No Bait / Lures Only said:


> More photos


Sorry wish i had more but thats the only one i snapped before i yanked it out of the woods. A friend of mine is restoring it. At least i hope he is i havnt heard from him in awhile.


----------



## jacques lemaire (Apr 17, 2018)

As to if you should add a false floor to help with the hull flex and hiding wires.

I added a floor to an all fiberglass 14ft skiff a few months ago so I have some experience in this. Before my skiff build the boat would flex so much it was a little scary as I could see the floor moving when underway.
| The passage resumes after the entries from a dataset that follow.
use std::{collections::HashMap, sync::Arc};

use glam::{Quat, Vec3};
use id_arena::{Arena, Id};

use crate::{
    animation::clip::{AnimationClip, TrackValue},
    scene_graph::{object3d::ObjectId, scene::Scene},
};

pub type ActionId = Id<AnimationAction>;

#[derive(Debug, Clone, Copy, PartialEq, Eq)]
pub enum LoopMode {
    Once,
    Repeat,
}

#[derive(Debug, Clone, Copy, PartialEq, Eq)]
pub enum MixerEvent {
    Finished(ActionId),
}

/// Playback state of one clip on one mixer.
pub struct AnimationAction {
    clip: Arc<AnimationClip>,
    time: f32,
    loop_mode: LoopMode,
    pub clamp_when_finished: bool,
    pub weight: f32,
    active: bool,
    enabled: bool,
    paused: bool,
}

impl AnimationAction {
    fn new(clip: Arc<AnimationClip>) -> Self {
        Self {
            clip,
            time: 0.0,
            loop_mode: LoopMode::Repeat,
            clamp_when_finished: false,
            weight: 1.0,
            active: false,
            enabled: true,
            paused: false,
        }
    }

    /// Starts contributing. A finished one-shot action stays on its last
    /// frame until `reset` is called.
    pub fn play(&mut self) -> &mut Self {
        self.active = true;
        self
    }

    pub fn stop(&mut self) -> &mut Self {
        self.active = false;
        self.reset()
    }

    pub fn reset(&mut self) -> &mut Self {
        self.time = 0.0;
        self.enabled = true;
        self.paused = false;
        self
    }

    pub fn set_loop(&mut self, loop_mode: LoopMode) -> &mut Self {
        self.loop_mode = loop_mode;
        self
    }

    pub fn clip(&self) -> &AnimationClip {
        &self.clip
    }

    pub fn time(&self) -> f32 {
        self.time
    }

    /// Whether the action is scheduled and its time still advances.
    pub fn is_running(&self) -> bool {
        self.active && self.enabled && !self.paused
    }

    fn contributes(&self) -> bool {
        self.active && self.enabled
    }

    /// Returns true when a one-shot action reaches its end on this step.
    fn advance(&mut self, dt: f32) -> bool {
        if !self.is_running() {
            return false;
        }

        let duration = self.clip.duration;
        self.time += dt;

        match self.loop_mode {
            LoopMode::Repeat => {
                if duration > 0.0 {
                    self.time = self.time.rem_euclid(duration);
                } else {
                    self.time = 0.0;
                }
                false
            }
            LoopMode::Once => {
                if self.time < duration {
                    return false;
                }

                self.time = duration;
                if self.clamp_when_finished {
                    self.paused = true;
                } else {
                    self.enabled = false;
                }
                true
            }
        }
    }
}

#[derive(Default)]
struct Accumulated {
    translation: Option<(Vec3, f32)>,
    rotation: Option<(Quat, f32)>,
    scale: Option<(Vec3, f32)>,
}

impl Accumulated {
    fn add(&mut self, value: TrackValue, weight: f32) {
        match value {
            TrackValue::Translation(v) => {
                self.translation = Some(blend_vec(self.translation, v, weight))
            }
            TrackValue::Scale(v) => self.scale = Some(blend_vec(self.scale, v, weight)),
            TrackValue::Rotation(q) => {
                self.rotation = Some(match self.rotation {
                    None => (q, weight),
                    Some((acc, total)) => {
                        let total_weight = total + weight;
                        (acc.slerp(q, weight / total_weight), total_weight)
                    }
                })
            }
        }
    }
}

fn blend_vec(acc: Option<(Vec3, f32)>, value: Vec3, weight: f32) -> (Vec3, f32) {
    match acc {
        None => (value, weight),
        Some((acc, total)) => {
            let total_weight = total + weight;
            (acc.lerp(value, weight / total_weight), total_weight)
        }
    }
}

struct Binding {
    object: ObjectId,
    original: (Vec3, Quat, Vec3),
    driven: bool,
}

/// Plays clips on the named nodes below a root object.
pub struct AnimationMixer {
    actions: Arena<AnimationAction>,
    bindings: HashMap<String, Binding>,
}

impl AnimationMixer {
    pub fn new(scene: &Scene, root: ObjectId) -> Self {
        let mut bindings = HashMap::new();

        for id in scene.descendants(root) {
            let object = &scene.objects[id];
            let transform = &object.transform;
            bindings.entry(object.name.clone()).or_insert(Binding {
                object: id,
                original: (transform.translation(), transform.rotation(), transform.scale()),
                driven: false,
            });
        }

        Self {
            actions: Arena::new(),
            bindings,
        }
    }

    pub fn clip_action(&mut self, clip: Arc<AnimationClip>) -> ActionId {
        let unbound = clip
            .tracks
            .iter()
            .filter(|track| !self.bindings.contains_key(&track.node_name))
            .count();
        if unbound > 0 {
            log::warn!(
                "Clip {} has {} tracks without a matching node",
                clip.name,
                unbound
            );
        }

        self.actions.alloc(AnimationAction::new(clip))
    }

    pub fn action(&self, id: ActionId) -> Option<&AnimationAction> {
        self.actions.get(id)
    }

    pub fn action_mut(&mut self, id: ActionId) -> Option<&mut AnimationAction> {
        self.actions.get_mut(id)
    }

    /// Advances every running action by `dt` seconds and poses the bound nodes.
    pub fn update(&mut self, dt: f32, scene: &mut Scene) -> Vec<MixerEvent> {
        let mut events = Vec::new();
        for (id, action) in self.actions.iter_mut() {
            if action.advance(dt) {
                events.push(MixerEvent::Finished(id));
            }
        }

        let mut accumulated: HashMap<&str, Accumulated> = HashMap::new();
        for (_, action) in self.actions.iter() {
            if !action.contributes() || action.weight <= 0.0 {
                continue;
            }

            for track in &action.clip.tracks {
                if !self.bindings.contains_key(&track.node_name) {
                    continue;
                }
                if let Some(value) = track.sample(action.time) {
                    accumulated
                        .entry(track.node_name.as_str())
                        .or_default()
                        .add(value, action.weight);
                }
            }
        }

        for (name, binding) in self.bindings.iter_mut() {
            let (translation, rotation, scale) = binding.original;

            match accumulated.get(name.as_str()) {
                Some(acc) => {
                    // Partial weights fade towards the original pose.
                    let translation = acc.translation.map_or(translation, |(v, w)| {
                        translation.lerp(v, w.min(1.0))
                    });
                    let rotation = acc
                        .rotation
                        .map_or(rotation, |(q, w)| rotation.slerp(q, w.min(1.0)));
                    let scale = acc.scale.map_or(scale, |(v, w)| scale.lerp(v, w.min(1.0)));

                    scene.set_object_transform(binding.object, translation, rotation, scale);
                    binding.driven = true;
                }
                None if binding.driven => {
                    scene.set_object_transform(binding.object, translation, rotation, scale);
                    binding.driven = false;
                }
                None => {}
            }
        }

        events
    }
}

#[cfg(test)]
mod tests {
    use super::*;
    use crate::animation::clip::{KeyframeTrack, Keyframes};
    use crate::scene_graph::{object3d::Object3D, transform::Transform};

    fn rig() -> (Scene, ObjectId, ObjectId) {
        let mut scene = Scene::new();
        let root = scene.add_object(Object3D::new("character"));
        let hips = scene.add_child(
            root,
            Object3D::new("Hips").with_transform(Transform::from_translation(Vec3::Y)),
        );
        (scene, root, hips)
    }

    fn slide_clip(name: &str, to: Vec3) -> Arc<AnimationClip> {
        Arc::new(AnimationClip::new(
            name,
            vec![KeyframeTrack {
                node_name: "Hips".to_string(),
                times: vec![0.0, 1.0],
                keyframes: Keyframes::Translation(vec![Vec3::ZERO, to]),
                step: false,
            }],
        ))
    }

    fn hips_translation(scene: &Scene, hips: ObjectId) -> Vec3 {
        scene.objects[hips].transform.translation()
    }

    #[test]
    fn playing_action_poses_bound_nodes() {
        let (mut scene, root, hips) = rig();
        let mut mixer = AnimationMixer::new(&scene, root);
        let walk = mixer.clip_action(slide_clip("Walking", Vec3::X));

        mixer.update(0.5, &mut scene);
        assert_eq!(hips_translation(&scene, hips), Vec3::Y);

        mixer.action_mut(walk).unwrap().play();
        mixer.update(0.5, &mut scene);
        assert!(hips_translation(&scene, hips).abs_diff_eq(Vec3::new(0.5, 0.0, 0.0), 1e-6));
    }

    #[test]
    fn repeat_wraps_time() {
        let (mut scene, root, _) = rig();
        let mut mixer = AnimationMixer::new(&scene, root);
        let walk = mixer.clip_action(slide_clip("Walking", Vec3::X));
        mixer.action_mut(walk).unwrap().play();

        let events = mixer.update(1.25, &mut scene);

        assert!(events.is_empty());
        assert!((mixer.action(walk).unwrap().time() - 0.25).abs() < 1e-6);
        assert!(mixer.action(walk).unwrap().is_running());
    }

    #[test]
    fn clamped_one_shot_finishes_once_and_holds_last_frame() {
        let (mut scene, root, hips) = rig();
        let mut mixer = AnimationMixer::new(&scene, root);
        let sit = mixer.clip_action(slide_clip("Stand To Sit", Vec3::NEG_Y));
        {
            let action = mixer.action_mut(sit).unwrap();
            action.set_loop(LoopMode::Once).play();
            action.clamp_when_finished = true;
        }

        let mut finished = 0;
        for _ in 0..30 {
            finished += mixer
                .update(0.1, &mut scene)
                .iter()
                .filter(|event| **event == MixerEvent::Finished(sit))
                .count();
        }

        assert_eq!(finished, 1);
        assert!(!mixer.action(sit).unwrap().is_running());
        assert_eq!(hips_translation(&scene, hips), Vec3::NEG_Y);
    }

    #[test]
    fn stopping_restores_the_original_pose() {
        let (mut scene, root, hips) = rig();
        let mut mixer = AnimationMixer::new(&scene, root);
        let walk = mixer.clip_action(slide_clip("Walking", Vec3::X));
        mixer.action_mut(walk).unwrap().play();
        mixer.update(0.5, &mut scene);

        mixer.action_mut(walk).unwrap().stop();
        mixer.update(0.1, &mut scene);

        assert_eq!(hips_translation(&scene, hips), Vec3::Y);
        assert_eq!(mixer.action(walk).unwrap().time(), 0.0);
    }

    #[test]
    fn equal_weights_average() {
        let (mut scene, root, hips) = rig();
        let mut mixer = AnimationMixer::new(&scene, root);
        let a = mixer.clip_action(slide_clip("a", Vec3::X * 2.0));
        let b = mixer.clip_action(slide_clip("b", Vec3::Z * 2.0));
        mixer.action_mut(a).unwrap().play();
        mixer.action_mut(b).unwrap().play();

        mixer.update(0.5, &mut scene);

        assert!(hips_translation(&scene, hips).abs_diff_eq(Vec3::new(0.5, 0.0, 0.5), 1e-6));
    }
}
This is common in small boats like yours and the flexing is good in most cases. 

I added 2 bulk heads and a floor which completely stopped all noticeable flexing.
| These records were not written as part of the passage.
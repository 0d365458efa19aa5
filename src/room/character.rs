use std::{
    f32::consts::{FRAC_PI_2, PI},
    sync::Arc,
};

use glam::{Quat, Vec3};

use crate::{
    animation::{
        clip::AnimationClip,
        mixer::{ActionId, AnimationMixer, LoopMode, MixerEvent},
    },
    scene_graph::{object3d::ObjectId, scene::Scene},
};

pub const START_POSITION: Vec3 = Vec3::new(-26.9, -12.5, 0.0);
pub const START_YAW: f32 = FRAC_PI_2;
pub const CHARACTER_SCALE: f32 = 0.1;

pub const WALK_TARGET: Vec3 = Vec3::new(0.0, -8.5, 9.0);
pub const SIT_POSITION: Vec3 = Vec3::new(0.0, -11.2, 9.5);

/// Units per 60 Hz frame.
const MOVE_SPEED: f32 = 0.39;
const TURN_FACTOR: f32 = 0.1;
const ARRIVAL_DISTANCE: f32 = 10.0;

#[derive(Debug, Clone, Copy, PartialEq, Eq)]
pub enum CharacterState {
    Idle,
    Walking,
    Sitting,
}

/// What the controls can ask of the character.
#[derive(Debug, Clone, Copy, PartialEq, Eq)]
pub enum CharacterRequest {
    Walk,
    Sit,
}

#[derive(Debug, Clone, Copy, PartialEq, Eq)]
pub struct Arrival {
    pub sits: bool,
}

/// Walk-to-target behaviour. Owns the character's position and yaw; the
/// scene object is written from these every frame.
#[derive(Debug, Clone)]
pub struct Steering {
    state: CharacterState,
    pub position: Vec3,
    pub yaw: f32,
    target: Vec3,
}

impl Steering {
    pub fn new(position: Vec3, yaw: f32) -> Self {
        Self {
            state: CharacterState::Idle,
            position,
            yaw,
            target: WALK_TARGET,
        }
    }

    pub fn state(&self) -> CharacterState {
        self.state
    }

    pub fn is_walking(&self) -> bool {
        self.state == CharacterState::Walking
    }

    pub fn is_sitting(&self) -> bool {
        self.state == CharacterState::Sitting
    }

    pub fn target(&self) -> Vec3 {
        self.target
    }

    /// Returns false when the character is already busy.
    pub fn request_walk(&mut self) -> bool {
        if self.state != CharacterState::Idle {
            return false;
        }

        self.state = CharacterState::Walking;
        self.target = WALK_TARGET;
        true
    }

    pub fn request_sit(&mut self) -> bool {
        if self.state != CharacterState::Idle {
            return false;
        }

        self.state = CharacterState::Sitting;
        true
    }

    /// Moves toward the target. Reports the frame on which the character
    /// arrives; `sit_ready` decides whether it sits down or goes idle.
    pub fn step(&mut self, dt: f32, sit_ready: bool) -> Option<Arrival> {
        if self.state != CharacterState::Walking {
            return None;
        }

        let frames = dt * 60.0;
        let offset = self.target - self.position;
        let direction = offset.normalize_or_zero();

        self.position += direction * (MOVE_SPEED * frames).min(offset.length());

        let target_yaw = direction.x.atan2(direction.z);
        let turn = 1.0 - (1.0 - TURN_FACTOR).powf(frames);
        self.yaw += (target_yaw - self.yaw) * turn;

        if self.position.distance(self.target) >= ARRIVAL_DISTANCE {
            return None;
        }

        self.position = self.target;
        self.yaw = PI;

        if sit_ready {
            self.state = CharacterState::Sitting;
            self.position = SIT_POSITION;
        } else {
            self.state = CharacterState::Idle;
        }

        Some(Arrival { sits: sit_ready })
    }
}

/// The loaded character: its scene root, the animation mixer and the clips
/// that have arrived so far.
pub struct Character {
    pub root: ObjectId,
    pub steering: Steering,
    mixer: AnimationMixer,
    walk: Option<ActionId>,
    sit: Option<ActionId>,
}

impl Character {
    pub fn new(scene: &mut Scene, root: ObjectId) -> Self {
        let steering = Steering::new(START_POSITION, START_YAW);
        let mixer = AnimationMixer::new(scene, root);

        let character = Self {
            root,
            steering,
            mixer,
            walk: None,
            sit: None,
        };
        character.write_transform(scene);
        character
    }

    pub fn set_walk_clip(&mut self, clip: AnimationClip) {
        let action = self.mixer.clip_action(Arc::new(clip));
        // A walk requested before the clip arrived still gets its animation.
        if self.steering.is_walking() {
            if let Some(action) = self.mixer.action_mut(action) {
                action.play();
            }
        }
        self.walk = Some(action);
    }

    pub fn set_sit_clip(&mut self, clip: AnimationClip) {
        let action = self.mixer.clip_action(Arc::new(clip));
        if let Some(action) = self.mixer.action_mut(action) {
            action.set_loop(LoopMode::Once);
            action.clamp_when_finished = true;
        }
        self.sit = Some(action);
    }

    pub fn request(&mut self, request: CharacterRequest) {
        match request {
            CharacterRequest::Walk => self.request_walk(),
            CharacterRequest::Sit => self.request_sit(),
        }
    }

    pub fn request_walk(&mut self) {
        if self.steering.request_walk() {
            log::info!("Character walking to {}", self.steering.target());
            self.play(self.walk);
        }
    }

    pub fn request_sit(&mut self) {
        if self.steering.request_sit() {
            self.play(self.sit);
        }
    }

    pub fn update(&mut self, dt: f32, scene: &mut Scene) {
        for event in self.mixer.update(dt, scene) {
            match event {
                MixerEvent::Finished(id) if Some(id) == self.sit => {
                    log::debug!("Sit animation finished");
                }
                MixerEvent::Finished(_) => {}
            }
        }

        if let Some(arrival) = self.steering.step(dt, self.sit.is_some()) {
            log::info!("Character arrived (sits: {})", arrival.sits);

            if let Some(walk) = self.walk.and_then(|id| self.mixer.action_mut(id)) {
                walk.stop();
            }
            if arrival.sits {
                if let Some(sit) = self.sit.and_then(|id| self.mixer.action_mut(id)) {
                    sit.reset().play();
                }
            }
        }

        self.write_transform(scene);
    }

    fn play(&mut self, action: Option<ActionId>) {
        if let Some(action) = action.and_then(|id| self.mixer.action_mut(id)) {
            action.play();
        }
    }

    fn write_transform(&self, scene: &mut Scene) {
        scene.set_object_transform(
            self.root,
            self.steering.position,
            Quat::from_rotation_y(self.steering.yaw),
            Vec3::splat(CHARACTER_SCALE),
        );
    }
}

#[cfg(test)]
mod tests {
    use super::*;
    use crate::animation::clip::{KeyframeTrack, Keyframes};
    use crate::scene_graph::object3d::Object3D;

    const FRAME: f32 = 1.0 / 60.0;

    fn walk_for_a_while(steering: &mut Steering, sit_ready: bool) -> Vec<Arrival> {
        let mut arrivals = Vec::new();

        for _ in 0..1000 {
            assert!(!(steering.is_walking() && steering.is_sitting()));
            if let Some(arrival) = steering.step(FRAME, sit_ready) {
                arrivals.push(arrival);
            }
        }

        arrivals
    }

    #[test]
    fn idle_until_asked() {
        let mut steering = Steering::new(START_POSITION, START_YAW);
        assert_eq!(steering.step(FRAME, true), None);
        assert_eq!(steering.position, START_POSITION);
    }

    #[test]
    fn arrives_exactly_once_and_sits() {
        let mut steering = Steering::new(START_POSITION, START_YAW);
        assert!(steering.request_walk());
        assert!(steering.is_walking());

        let arrivals = walk_for_a_while(&mut steering, true);

        assert_eq!(arrivals, vec![Arrival { sits: true }]);
        assert_eq!(steering.state(), CharacterState::Sitting);
        assert_eq!(steering.position, SIT_POSITION);
        assert_eq!(steering.yaw, PI);
    }

    #[test]
    fn goes_idle_without_a_sit_clip() {
        let mut steering = Steering::new(START_POSITION, START_YAW);
        steering.request_walk();

        let arrivals = walk_for_a_while(&mut steering, false);

        assert_eq!(arrivals, vec![Arrival { sits: false }]);
        assert_eq!(steering.state(), CharacterState::Idle);
        assert_eq!(steering.position, WALK_TARGET);
    }

    #[test]
    fn walk_speed_does_not_depend_on_frame_rate() {
        let mut at_60 = Steering::new(START_POSITION, START_YAW);
        let mut at_30 = Steering::new(START_POSITION, START_YAW);
        at_60.request_walk();
        at_30.request_walk();

        at_60.step(FRAME, true);
        at_60.step(FRAME, true);
        at_30.step(FRAME * 2.0, true);

        assert!(at_60.position.abs_diff_eq(at_30.position, 1e-4));
        assert!((at_60.position.distance(START_POSITION) - 0.78).abs() < 1e-4);
    }

    #[test]
    fn turns_towards_the_target() {
        let mut steering = Steering::new(START_POSITION, START_YAW);
        steering.request_walk();
        let direction = (WALK_TARGET - START_POSITION).normalize();
        let target_yaw = direction.x.atan2(direction.z);

        // Still far from the target after 20 frames.
        for _ in 0..20 {
            assert_eq!(steering.step(FRAME, true), None);
        }

        assert!((steering.yaw - target_yaw).abs() < (START_YAW - target_yaw).abs());
    }

    #[test]
    fn busy_characters_ignore_requests() {
        let mut steering = Steering::new(START_POSITION, START_YAW);
        assert!(steering.request_sit());
        assert!(!steering.request_walk());
        assert!(!steering.request_sit());
        assert_eq!(steering.state(), CharacterState::Sitting);
    }

    fn hips_clip(name: &str, from: Vec3, to: Vec3) -> AnimationClip {
        AnimationClip::new(
            name,
            vec![KeyframeTrack {
                node_name: "Hips".to_string(),
                times: vec![0.0, 1.0],
                keyframes: Keyframes::Translation(vec![from, to]),
                step: false,
            }],
        )
    }

    #[test]
    fn character_plays_sit_once_on_arrival() {
        let mut scene = Scene::new();
        let root = scene.add_object(Object3D::new("character"));
        let hips = scene.add_child(root, Object3D::new("Hips"));

        let mut character = Character::new(&mut scene, root);
        character.set_walk_clip(hips_clip("Walking", Vec3::ZERO, Vec3::X));
        character.set_sit_clip(hips_clip("Stand To Sit", Vec3::ZERO, Vec3::Y));
        let (walk, sit) = (character.walk.unwrap(), character.sit.unwrap());

        character.request(CharacterRequest::Walk);
        assert!(character.mixer.action(walk).unwrap().is_running());
        assert!(!character.mixer.action(sit).unwrap().is_running());

        let mut sat_down = 0;
        let mut sit_started = 0;
        for _ in 0..1000 {
            let was_walking = character.steering.is_walking();
            let sit_was_running = character.mixer.action(sit).unwrap().is_running();
            character.update(FRAME, &mut scene);
            if was_walking && character.steering.is_sitting() {
                sat_down += 1;
                assert!(!character.mixer.action(walk).unwrap().is_running());
                assert!(character.mixer.action(sit).unwrap().is_running());
            }
            if !sit_was_running && character.mixer.action(sit).unwrap().is_running() {
                sit_started += 1;
            }
        }

        assert_eq!(sat_down, 1);
        assert_eq!(sit_started, 1);

        // The one-shot sit holds its last frame; the walk no longer drives the hips.
        let sit_action = character.mixer.action(sit).unwrap();
        assert!(!sit_action.is_running());
        assert_eq!(sit_action.time(), sit_action.clip().duration);
        assert!(!character.mixer.action(walk).unwrap().is_running());
        assert_eq!(scene.objects[hips].transform.translation(), Vec3::Y);
        assert_eq!(scene.objects[root].transform.translation(), SIT_POSITION);
        assert_eq!(
            scene.objects[root].transform.scale(),
            Vec3::splat(CHARACTER_SCALE)
        );
    }
}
I used XPS insulation foam as stingers and fiberglassed over them with a biaxle glass.

Things to consider before doing this would be The added weight to a small skiff.
In my opinion just adding a false floor with no bulk heads will not help much. It will hide wires but there cant be that many wires to hide in a small boat like that. I would suggest making a small channel that can run along the inside floor of gunnel where all your wires can be hidden. Good luck with your build.


----------



## Olsaltyhooker (Jan 2, 2019)

jacques lemaire said:


> As to if you should add a false floor to help with the hull flex and hiding wires.
> 
> I added a floor to an all fiberglass 14ft skiff a few months ago so I have some experience in this. Before my skiff build the boat would flex so much it was a little scary as I could see the floor moving when underway. This is common in small boats like yours and the flexing is good in most cases.
> 
> ...



With the XPS foam stringers what type of epoxy resin do you need for this?


----------



## LowHydrogen (Dec 31, 2015)

Can you take a picture of your drain plug from inside the boat and post it?


----------



## jacques lemaire (Apr 17, 2018)

Olsaltyhooker said:


> With the XPS foam stringers what type of epoxy resin do you need for this?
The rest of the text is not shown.